One nice article this week is not part of the “ideas” article per se but illustrates one key concept that I would hope every educated person would understand about probability. The article is by John Allen Paulos and is entitled “Mammogram Math”. The article was inspired by recent controversy on recommended breast cancer screening. Is it worth screening women for breast cancer at 40 or should it be delayed to 50 (or some other age)? It might appear that this is a financial question: is it worth spending the money at 40 or should we save money by delaying to 50. That is not the question! Even if money is taken out of the equation, it may not be a good idea to do additional testing. From the article:
Alas, it’s not easy to weigh the dangers of breast cancer against the cumulative effects of radiation from dozens of mammograms, the invasiveness of biopsies (some of them minor operations) and the aggressive and debilitating treatment of slow-growing tumors that would never prove fatal.
It would seem to have an intelligent discussion on this, there are a few key facts that are critical. For instance: “Given a 40 year old woman has a positive reading on her mammogram, what is the probability she has treatable breast cancer?” Knowing a woman of roughly that age, I (and she) would love to know that value. But it seems impossible to get that value. Instead, what is offered are statistics on “false positives”: this test has a false positive rate of 1%. Therefore (even doctors will sometimes say), the probability of a woman with a positive reading is 99% likely to have breast cancer (leaving the treatable issue by the side, though it too is important). This is absolutely wrong! The article gives a fine example (I saw calculations like this 20 years ago in Interfaces with regards to interpreting positive drug test results):
Assume there is a screening test for a certain cancer that is 95 percent accurate; that is, if someone has the cancer, the test will be positive 95 percent of the time. Let’s also assume that if someone doesn’t have the cancer, the test will be positive just 1 percent of the time. Assume further that 0.5 percent — one out of 200 people — actually have this type of cancer. Now imagine that you’ve taken the test and that your doctor somberly intones that you’ve tested positive. Does this mean you’re likely to have the cancer? Surprisingly, the answer is no.
To see why, let’s suppose 100,000 screenings for this cancer are conducted. Of these, how many are positive? On average, 500 of these 100,000 people (0.5 percent of 100,000) will have cancer, and so, since 95 percent of these 500 people will test positive, we will have, on average, 475 positive tests (.95 x 500). Of the 99,500 people without cancer, 1 percent will test positive for a total of 995 false-positive tests (.01 x 99,500 = 995). Thus of the total of 1,470 positive tests (995 + 475 = 1,470), most of them (995) will be false positives, and so the probability of having this cancer given that you tested positive for it is only 475/1,470, or about 32 percent! This is to be contrasted with the probability that you will test positive given that you have the cancer, which by assumption is 95 percent.

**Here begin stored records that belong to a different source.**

//! Palette and class stylesheet
//!
//! Colours start from built-in defaults and can be overridden per entry in
//! the `[palette]` table of the config file.

use ratatui::style::{Color, Modifier, Style};

use crate::config::PaletteConfig;
use crate::dom::Element;

/// Theme colors for the UI
#[derive(Debug, Clone, PartialEq)]
pub struct Theme {
    pub accent: Color,      // Focus borders, title
    pub gained: Color,      // "+" records
    pub burned: Color,      // "-" records
    pub danger: Color,      // Errors, delete buttons
    pub text: Color,        // Primary text
    pub text_dim: Color,    // Placeholders, hints
    pub inactive: Color,    // Unfocused borders
    pub bg_selected: Color, // Focused element background
}

impl Default for Theme {
    fn default() -> Self {
        // Catppuccin-inspired
        Self {
            accent: Color::Rgb(250, 179, 135),
            gained: Color::Rgb(166, 218, 149),
            burned: Color::Rgb(137, 180, 250),
            danger: Color::Rgb(243, 139, 168),
            text: Color::Rgb(205, 214, 244),
            text_dim: Color::Rgb(147, 153, 178),
            inactive: Color::Rgb(88, 91, 112),
            bg_selected: Color::Rgb(69, 71, 90),
        }
    }
}

impl Theme {
    /// Defaults with every parseable override from `palette` applied
    pub fn from_palette(palette: &PaletteConfig) -> Self {
        let mut theme = Self::default();
        let overrides: [(&Option<String>, &mut Color); 8] = [
            (&palette.accent, &mut theme.accent),
            (&palette.gained, &mut theme.gained),
            (&palette.burned, &mut theme.burned),
            (&palette.danger, &mut theme.danger),
            (&palette.text, &mut theme.text),
            (&palette.text_dim, &mut theme.text_dim),
            (&palette.inactive, &mut theme.inactive),
            (&palette.bg_selected, &mut theme.bg_selected),
        ];

        for (value, slot) in overrides {
            if let Some(raw) = value {
                match Self::parse_hex_color(raw) {
                    Some(color) => *slot = color,
                    None => tracing::warn!("Ignoring invalid palette colour '{}'", raw),
                }
            }
        }
        theme
    }

    /// Parse a hex color string (#RRGGBB or #RGB)
    pub fn parse_hex_color(s: &str) -> Option<Color> {
        let s = s.trim().trim_start_matches('#');
        if !s.is_ascii() {
            return None;
        }

        if s.len() == 6 {
            let r = u8::from_str_radix(&s[0..2], 16).ok()?;
            let g = u8::from_str_radix(&s[2..4], 16).ok()?;
            let b = u8::from_str_radix(&s[4..6], 16).ok()?;
            Some(Color::Rgb(r, g, b))
        } else if s.len() == 3 {
            let r = u8::from_str_radix(&s[0..1], 16).ok()? * 17;
            let g = u8::from_str_radix(&s[1..2], 16).ok()? * 17;
            let b = u8::from_str_radix(&s[2..3], 16).ok()? * 17;
            Some(Color::Rgb(r, g, b))
        } else {
            None
        }
    }

    /// Style for an element from its class list; the first known class wins
    pub fn style_for<A>(&self, el: &Element<A>) -> Style {
        for class in &el.classes {
            let style = match class.as_str() {
                "title-custom" => Style::default().fg(self.accent).add_modifier(Modifier::BOLD),
                "err-message" => Style::default().fg(self.danger),
                "tracker-button" => Style::default().fg(self.accent),
                "btn-edit" => Style::default().fg(self.text_dim),
                "btn-delete" => Style::default().fg(self.danger),
                "inp" => Style::default().fg(self.text),
                _ => continue,
            };
            return style;
        }
        Style::default().fg(self.text)
    }

    /// Colour of a rendered record line, keyed on its sign
    pub fn record_style(&self, text: &str) -> Style {
        if text.starts_with('+') {
            Style::default().fg(self.gained)
        } else if text.starts_with('-') {
            Style::default().fg(self.burned)
        } else {
            Style::default().fg(self.text)
        }
    }
}

#[cfg(test)]
mod tests {
    use super::*;
    use crate::dom::{Document, ElementBuilder};

    #[test]
    fn test_parse_hex_color() {
        assert_eq!(Theme::parse_hex_color("#FFC107"), Some(Color::Rgb(255, 193, 7)));
        assert_eq!(Theme::parse_hex_color("fc0"), Some(Color::Rgb(255, 204, 0)));
        assert_eq!(Theme::parse_hex_color("#12345"), None);
        assert_eq!(Theme::parse_hex_color("#zzzzzz"), None);
        assert_eq!(Theme::parse_hex_color("#ééé"), None);
    }

    #[test]
    fn test_palette_overrides() {
        let palette = PaletteConfig {
            gained: Some("#00ff00".to_string()),
            danger: Some("not-a-colour".to_string()),
            ..PaletteConfig::default()
        };
        let theme = Theme::from_palette(&palette);
        assert_eq!(theme.gained, Color::Rgb(0, 255, 0));
        assert_eq!(theme.danger, Theme::default().danger);
        assert_eq!(theme.accent, Theme::default().accent);
    }

    #[test]
    fn test_style_for_classes() {
        let theme = Theme::default();
        let mut doc: Document<()> = Document::new();
        let delete = ElementBuilder::create(&mut doc, "button")
            .styles(&["unknown", "btn-delete"])
            .build();
        let plain = ElementBuilder::create(&mut doc, "span").build();

        assert_eq!(theme.style_for(doc.get(delete).unwrap()).fg, Some(theme.danger));
        assert_eq!(theme.style_for(doc.get(plain).unwrap()).fg, Some(theme.text));
        assert_eq!(theme.record_style("-200 calories").fg, Some(theme.burned));
    }
}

This is incredibly important as people try to speak intelligently on issues with statistical and probability aspects. People who don’t understand this really have no business having an opinion on this issue, let alone being in a position to make medical policy decisions (hear me politicians?).
Now, I have not reviewed the panel’s calculations on mammogram testing, but I am pretty certain they understand Bayes Law. It makes sense to me that cutting down tests can make good medical sense.